(Available data)
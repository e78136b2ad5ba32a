use async_trait::async_trait;
use chrono::{DateTime, SecondsFormat, Utc};
use reqwest::Client;
use serde::{Deserialize, Serialize};
use tracing::debug;

use crate::core::client::http_client::{classify_transport_error, read_json, require_bearer};
use crate::core::client::{CostAdapter, Page};
use crate::core::persistence::config::report_config_entity::AwsProviderConfig;
use crate::core::persistence::credentials::CredentialHandle;
use crate::domain::common::model::{FetchWindow, Provider, RawRecord};
use crate::domain::normalize::service::usage_start;
use crate::errors::FetchError;

#[derive(Debug, Serialize)]
#[serde(rename_all = "PascalCase")]
struct CostAndUsageRequest<'a> {
    time_period: TimePeriod,
    next_page_token: Option<&'a str>,
    max_results: u32,
    #[serde(skip_serializing_if = "Option::is_none")]
    linked_account: Option<&'a str>,
}

#[derive(Debug, Serialize)]
#[serde(rename_all = "PascalCase")]
struct TimePeriod {
    start: String,
    end: String,
}

#[derive(Debug, Deserialize)]
#[serde(rename_all = "PascalCase")]
struct CostAndUsageResponse {
    #[serde(default)]
    line_items: Vec<RawRecord>,
    next_page_token: Option<String>,
}

/// Cost and Usage line items from a CUR-style billing endpoint.
pub struct AwsCostAdapter {
    config: AwsProviderConfig,
    client: Client,
    credential: Option<CredentialHandle>,
}

impl AwsCostAdapter {
    pub fn new(config: AwsProviderConfig, client: Client, credential: Option<CredentialHandle>) -> Self {
        Self {
            config,
            client,
            credential,
        }
    }

    fn url(&self) -> String {
        format!("{}/cost-and-usage", self.config.endpoint.trim_end_matches('/'))
    }
}

#[async_trait]
impl CostAdapter for AwsCostAdapter {
    fn provider(&self) -> Provider {
        Provider::Aws
    }

    async fn fetch_page(&self, window: &FetchWindow, cursor: Option<&str>) -> Result<Page, FetchError> {
        let token = require_bearer(self.credential.as_ref(), Provider::Aws)?;

        let body = CostAndUsageRequest {
            time_period: TimePeriod {
                start: window.start.to_rfc3339_opts(SecondsFormat::Secs, true),
                end: window.end.to_rfc3339_opts(SecondsFormat::Secs, true),
            },
            next_page_token: cursor,
            max_results: self.config.page_size,
            linked_account: self.config.account_id.as_deref(),
        };

        let url = self.url();
        debug!(%url, cursor = ?cursor, "Requesting AWS cost page");

        let resp = self
            .client
            .post(&url)
            .bearer_auth(token)
            .json(&body)
            .send()
            .await
            .map_err(|e| classify_transport_error(&e))?;

        let page: CostAndUsageResponse = read_json(resp).await?;
        Ok(Page {
            records: page.line_items,
            next_cursor: page.next_page_token,
        })
    }

    fn usage_start(&self, raw: &RawRecord) -> Option<DateTime<Utc>> {
        usage_start(raw, Provider::Aws)
    }
}

#[cfg(test)]
mod tests {
    use super::*;
    use crate::core::client::fetch_costs;
    use crate::core::client::retry::RetryPolicy;
    use crate::core::persistence::credentials::CredentialSource;
    use chrono::TimeZone;
    use futures::TryStreamExt;
    use mockito::Matcher;
    use serde_json::json;
    use std::sync::Arc;
    use std::time::Duration;

    fn window() -> FetchWindow {
        FetchWindow::new(
            Utc.with_ymd_and_hms(2026, 9, 1, 0, 0, 0).unwrap(),
            Utc.with_ymd_and_hms(2026, 10, 1, 0, 0, 0).unwrap(),
        )
        .unwrap()
    }

    fn adapter(endpoint: String, token: Option<&str>) -> Arc<AwsCostAdapter> {
        let config = AwsProviderConfig {
            endpoint,
            account_id: None,
            credentials: CredentialSource::default(),
            page_size: 2,
        };
        Arc::new(AwsCostAdapter::new(
            config,
            Client::new(),
            token.map(|t| CredentialHandle::new(Provider::Aws, t)),
        ))
    }

    fn fast_policy() -> RetryPolicy {
        RetryPolicy {
            max_rate_limit_retries: 2,
            base_delay: Duration::from_millis(1),
            max_delay: Duration::from_millis(2),
            transient_step: Duration::from_millis(1),
            ..RetryPolicy::default()
        }
    }

    fn line_item(day: u32, cost: &str) -> serde_json::Value {
        json!({
            "lineItem/UsageAccountId": "111122223333",
            "product/ProductName": "Amazon Simple Storage Service",
            "lineItem/UnblendedCost": cost,
            "lineItem/CurrencyCode": "USD",
            "lineItem/UsageStartDate": format!("2026-09-{:02}T00:00:00Z", day),
            "lineItem/UsageEndDate": format!("2026-09-{:02}T01:00:00Z", day),
        })
    }

    #[tokio::test]
    async fn follows_next_page_token() {
        let mut server = mockito::Server::new_async().await;

        let first = server
            .mock("POST", "/cost-and-usage")
            .match_header("authorization", "Bearer aws-token-1234")
            .match_body(Matcher::PartialJson(json!({
                "TimePeriod": { "Start": "2026-09-01T00:00:00Z", "End": "2026-10-01T00:00:00Z" },
                "NextPageToken": null,
                "MaxResults": 2
            })))
            .with_status(200)
            .with_header("content-type", "application/json")
            .with_body(
                json!({
                    "LineItems": [line_item(1, "1.50"), line_item(2, "2.50")],
                    "NextPageToken": "page-2"
                })
                .to_string(),
            )
            .expect(1)
            .create_async()
            .await;

        let second = server
            .mock("POST", "/cost-and-usage")
            .match_body(Matcher::PartialJson(json!({ "NextPageToken": "page-2" })))
            .with_status(200)
            .with_header("content-type", "application/json")
            .with_body(json!({ "LineItems": [line_item(3, "3.00")] }).to_string())
            .expect(1)
            .create_async()
            .await;

        let records: Vec<RawRecord> =
            fetch_costs(adapter(server.url(), Some("aws-token-1234")), window(), fast_policy())
                .try_collect()
                .await
                .unwrap();

        assert_eq!(records.len(), 3);
        first.assert_async().await;
        second.assert_async().await;
    }

    #[tokio::test]
    async fn unauthorized_is_not_retried() {
        let mut server = mockito::Server::new_async().await;
        let mock = server
            .mock("POST", "/cost-and-usage")
            .with_status(401)
            .with_body("expired token")
            .expect(1)
            .create_async()
            .await;

        let result: Result<Vec<RawRecord>, FetchError> =
            fetch_costs(adapter(server.url(), Some("aws-token-1234")), window(), fast_policy())
                .try_collect()
                .await;

        assert!(matches!(result, Err(FetchError::Auth(_))));
        mock.assert_async().await;
    }

    #[tokio::test]
    async fn rate_limit_is_retried_then_surfaces() {
        let mut server = mockito::Server::new_async().await;
        let mock = server
            .mock("POST", "/cost-and-usage")
            .with_status(429)
            .with_body("Throttling")
            .expect(3)
            .create_async()
            .await;

        let result: Result<Vec<RawRecord>, FetchError> =
            fetch_costs(adapter(server.url(), Some("aws-token-1234")), window(), fast_policy())
                .try_collect()
                .await;

        assert!(matches!(result, Err(FetchError::RateLimit { .. })));
        mock.assert_async().await;
    }

    #[tokio::test]
    async fn missing_credential_fails_without_request() {
        let server = mockito::Server::new_async().await;
        let err = adapter(server.url(), None)
            .fetch_page(&window(), None)
            .await
            .unwrap_err();
        assert_eq!(err.kind(), "auth");
    }

    #[tokio::test]
    async fn malformed_body_is_schema_error() {
        let mut server = mockito::Server::new_async().await;
        server
            .mock("POST", "/cost-and-usage")
            .with_status(200)
            .with_body("{\"LineItems\": 42}")
            .create_async()
            .await;

        let err = adapter(server.url(), Some("aws-token-1234"))
            .fetch_page(&window(), None)
            .await
            .unwrap_err();
        assert_eq!(err.kind(), "schema");
    }
}
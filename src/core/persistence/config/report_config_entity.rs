use std::path::PathBuf;
use std::time::Duration;

use chrono::{DateTime, Utc};
use serde::{Deserialize, Serialize};
use serde_with::{serde_as, DurationMilliSeconds};
use validator::{Validate, ValidationError, ValidationErrors};

use crate::core::client::retry::RetryPolicy;
use crate::core::client::synthetic::SyntheticAttributes;
use crate::core::persistence::credentials::CredentialSource;
use crate::domain::aggregate::model::Dimension;
use crate::domain::common::model::{FetchWindow, Provider};

/// Report run configuration, loaded from YAML.
#[derive(Debug, Clone, Serialize, Deserialize, Validate)]
#[validate(schema(function = "validate_report_config"))]
pub struct ReportConfigEntity {
    pub window: WindowConfig,

    /// Providers to collect from; one entry per provider.
    #[validate(length(min = 1))]
    pub providers: Vec<ProviderConfig>,

    /// Grouping dimensions in order, e.g. `[provider, service, month]`.
    #[serde(default = "default_group_by")]
    pub group_by: Vec<String>,

    /// Template name (`table`, `narrative`, `html` or one from `template_dir`).
    #[serde(default = "default_template")]
    #[validate(length(min = 1))]
    pub template: String,

    /// Directory of extra templates, loaded alongside the built-ins.
    pub template_dir: Option<PathBuf>,

    /// Output file; stdout when absent.
    pub output: Option<PathBuf>,

    /// JSON export of the aggregated view.
    pub raw_export: Option<PathBuf>,

    /// Fail the run unless every provider returns complete data.
    #[serde(default)]
    pub strict: bool,

    /// Run-level timeout covering all provider fetches.
    #[serde(default = "default_timeout_secs")]
    #[validate(range(min = 1, max = 86_400))]
    pub timeout_secs: u64,

    /// Per-request HTTP timeout.
    #[serde(default = "default_request_timeout_secs")]
    #[validate(range(min = 1, max = 3_600))]
    pub request_timeout_secs: u64,

    #[serde(default)]
    #[validate(nested)]
    pub retry: RetryConfig,
}

#[derive(Debug, Clone, Copy, PartialEq, Eq, Serialize, Deserialize)]
pub struct WindowConfig {
    pub start: DateTime<Utc>,
    pub end: DateTime<Utc>,
}

#[serde_as]
#[derive(Debug, Clone, PartialEq, Eq, Serialize, Deserialize, Validate)]
pub struct RetryConfig {
    #[serde(default = "default_rate_limit_retries")]
    #[validate(range(max = 20))]
    pub max_rate_limit_retries: u32,

    #[serde(default = "default_transient_retries")]
    #[validate(range(max = 20))]
    pub max_transient_retries: u32,

    #[serde_as(as = "DurationMilliSeconds<u64>")]
    #[serde(rename = "base_delay_ms", default = "default_base_delay")]
    pub base_delay: Duration,

    #[serde_as(as = "DurationMilliSeconds<u64>")]
    #[serde(rename = "max_delay_ms", default = "default_max_delay")]
    pub max_delay: Duration,

    #[serde_as(as = "DurationMilliSeconds<u64>")]
    #[serde(rename = "transient_step_ms", default = "default_transient_step")]
    pub transient_step: Duration,
}

impl Default for RetryConfig {
    fn default() -> Self {
        let policy = RetryPolicy::default();
        Self {
            max_rate_limit_retries: policy.max_rate_limit_retries,
            max_transient_retries: policy.max_transient_retries,
            base_delay: policy.base_delay,
            max_delay: policy.max_delay,
            transient_step: policy.transient_step,
        }
    }
}

impl From<&RetryConfig> for RetryPolicy {
    fn from(c: &RetryConfig) -> Self {
        RetryPolicy {
            max_rate_limit_retries: c.max_rate_limit_retries,
            max_transient_retries: c.max_transient_retries,
            base_delay: c.base_delay,
            max_delay: c.max_delay,
            transient_step: c.transient_step,
        }
    }
}

/// Tagged union of provider settings; `type` selects the adapter.
#[derive(Debug, Clone, PartialEq, Eq, Serialize, Deserialize)]
#[serde(tag = "type", rename_all = "lowercase")]
pub enum ProviderConfig {
    Aws(AwsProviderConfig),
    Azure(AzureProviderConfig),
    Gcp(GcpProviderConfig),
    Synthetic(SyntheticProviderConfig),
}

impl ProviderConfig {
    pub fn provider(&self) -> Provider {
        match self {
            ProviderConfig::Aws(_) => Provider::Aws,
            ProviderConfig::Azure(_) => Provider::Azure,
            ProviderConfig::Gcp(_) => Provider::Gcp,
            ProviderConfig::Synthetic(c) => c.provider,
        }
    }

    pub fn credentials(&self) -> Option<&CredentialSource> {
        match self {
            ProviderConfig::Aws(c) => Some(&c.credentials),
            ProviderConfig::Azure(c) => Some(&c.credentials),
            ProviderConfig::Gcp(c) => Some(&c.credentials),
            ProviderConfig::Synthetic(_) => None,
        }
    }
}

impl Validate for ProviderConfig {
    fn validate(&self) -> Result<(), ValidationErrors> {
        match self {
            ProviderConfig::Aws(c) => c.validate(),
            ProviderConfig::Azure(c) => c.validate(),
            ProviderConfig::Gcp(c) => c.validate(),
            ProviderConfig::Synthetic(c) => c.validate(),
        }
    }
}

#[derive(Debug, Clone, PartialEq, Eq, Serialize, Deserialize, Validate)]
pub struct AwsProviderConfig {
    /// Billing API base URL.
    #[validate(url)]
    pub endpoint: String,

    /// Restrict to one linked account.
    pub account_id: Option<String>,

    #[serde(flatten)]
    pub credentials: CredentialSource,

    #[serde(default = "default_page_size")]
    #[validate(range(min = 1, max = 10_000))]
    pub page_size: u32,
}

#[derive(Debug, Clone, PartialEq, Eq, Serialize, Deserialize, Validate)]
pub struct AzureProviderConfig {
    #[serde(default = "default_azure_endpoint")]
    #[validate(url)]
    pub endpoint: String,

    #[validate(length(min = 1))]
    pub subscription_id: String,

    #[serde(flatten)]
    pub credentials: CredentialSource,

    #[serde(default = "default_page_size")]
    #[validate(range(min = 1, max = 10_000))]
    pub page_size: u32,
}

#[derive(Debug, Clone, PartialEq, Eq, Serialize, Deserialize, Validate)]
pub struct GcpProviderConfig {
    #[serde(default = "default_gcp_endpoint")]
    #[validate(url)]
    pub endpoint: String,

    #[validate(length(min = 1))]
    pub billing_account_id: String,

    #[serde(flatten)]
    pub credentials: CredentialSource,

    #[serde(default = "default_page_size")]
    #[validate(range(min = 1, max = 10_000))]
    pub page_size: u32,
}

/// Generated records in the native shape of `provider`; no network access.
#[derive(Debug, Clone, PartialEq, Eq, Serialize, Deserialize, Validate)]
pub struct SyntheticProviderConfig {
    pub provider: Provider,

    #[serde(default = "default_seed")]
    pub seed: u64,

    #[serde(default = "default_synthetic_rows")]
    #[validate(range(max = 1_000_000))]
    pub rows: usize,

    #[serde(default = "default_page_size")]
    #[validate(range(min = 1, max = 10_000))]
    pub page_size: u32,

    /// Values pinned onto every generated row.
    #[serde(default)]
    pub attributes: Option<SyntheticAttributes>,
}

impl ReportConfigEntity {
    pub fn fetch_window(&self) -> anyhow::Result<FetchWindow> {
        FetchWindow::new(self.window.start, self.window.end)
    }

    pub fn dimensions(&self) -> Result<Vec<Dimension>, crate::errors::AggregateError> {
        Dimension::parse_list(&self.group_by)
    }

    pub fn retry_policy(&self) -> RetryPolicy {
        RetryPolicy::from(&self.retry)
    }
}

fn validate_report_config(cfg: &ReportConfigEntity) -> Result<(), ValidationError> {
    if cfg.window.start >= cfg.window.end {
        return Err(ValidationError::new("window_start_after_end"));
    }

    if Dimension::parse_list(&cfg.group_by).is_err() {
        return Err(ValidationError::new("unknown_group_by_dimension"));
    }

    let mut seen = Vec::new();
    for p in &cfg.providers {
        if seen.contains(&p.provider()) {
            return Err(ValidationError::new("duplicate_provider"));
        }
        seen.push(p.provider());

        if let Err(errors) = p.validate() {
            let mut err = ValidationError::new("invalid_provider");
            err.message = Some(format!("{}: {}", p.provider(), errors).into());
            return Err(err);
        }
    }

    Ok(())
}

fn default_group_by() -> Vec<String> {
    vec!["provider".into(), "service".into()]
}

fn default_template() -> String {
    "table".into()
}

fn default_timeout_secs() -> u64 {
    300
}

fn default_request_timeout_secs() -> u64 {
    60
}

fn default_rate_limit_retries() -> u32 {
    RetryPolicy::default().max_rate_limit_retries
}

fn default_transient_retries() -> u32 {
    RetryPolicy::default().max_transient_retries
}

fn default_base_delay() -> Duration {
    RetryPolicy::default().base_delay
}

fn default_max_delay() -> Duration {
    RetryPolicy::default().max_delay
}

fn default_transient_step() -> Duration {
    RetryPolicy::default().transient_step
}

fn default_page_size() -> u32 {
    500
}

fn default_azure_endpoint() -> String {
    "https://management.azure.com".into()
}

fn default_gcp_endpoint() -> String {
    "https://cloudbilling.googleapis.com".into()
}

fn default_seed() -> u64 {
    42
}

fn default_synthetic_rows() -> usize {
    100
}
use std::sync::Arc;
use std::time::Duration;

use reqwest::Client;
use tracing::debug;
use uuid::Uuid;

use crate::core::client::http_client::build_http_client;
use crate::core::client::retry::RetryPolicy;
use crate::core::persistence::config::ReportConfigEntity;
use crate::core::persistence::credentials::CredentialStore;
use crate::domain::aggregate::model::Dimension;
use crate::domain::common::model::FetchWindow;
use crate::errors::RunError;

/// Per-run context handed to adapter construction and the pipeline.
#[derive(Clone)]
pub struct AppState {
    pub run_id: Uuid,
    pub config: Arc<ReportConfigEntity>,
    pub http: Client,
    pub credentials: Arc<CredentialStore>,
    pub retry_policy: RetryPolicy,
    pub window: FetchWindow,
    pub group_by: Vec<Dimension>,
}

pub fn build_app_state(config: ReportConfigEntity) -> Result<AppState, RunError> {
    let window = config
        .fetch_window()
        .map_err(|e| RunError::Config(e.to_string()))?;
    let group_by = config.dimensions()?;

    let http = build_http_client(Duration::from_secs(config.request_timeout_secs))
        .map_err(|e| RunError::Config(format!("{:#}", e)))?;

    let credentials = CredentialStore::resolve(
        config
            .providers
            .iter()
            .filter_map(|p| p.credentials().map(|source| (p.provider(), source))),
    );

    let state = AppState {
        run_id: Uuid::new_v4(),
        retry_policy: config.retry_policy(),
        config: Arc::new(config),
        http,
        credentials: Arc::new(credentials),
        window,
        group_by,
    };

    debug!(run_id = %state.run_id, providers = state.config.providers.len(), "App state built");
    Ok(state)
}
(End Available data)
Problem to solve:
Search the records for lines holding the word "chrono", then copy each line you find.

Reply to the exercise:
use chrono::{DateTime, SecondsFormat, Utc};
    use chrono::TimeZone;
use chrono::{DateTime, Utc};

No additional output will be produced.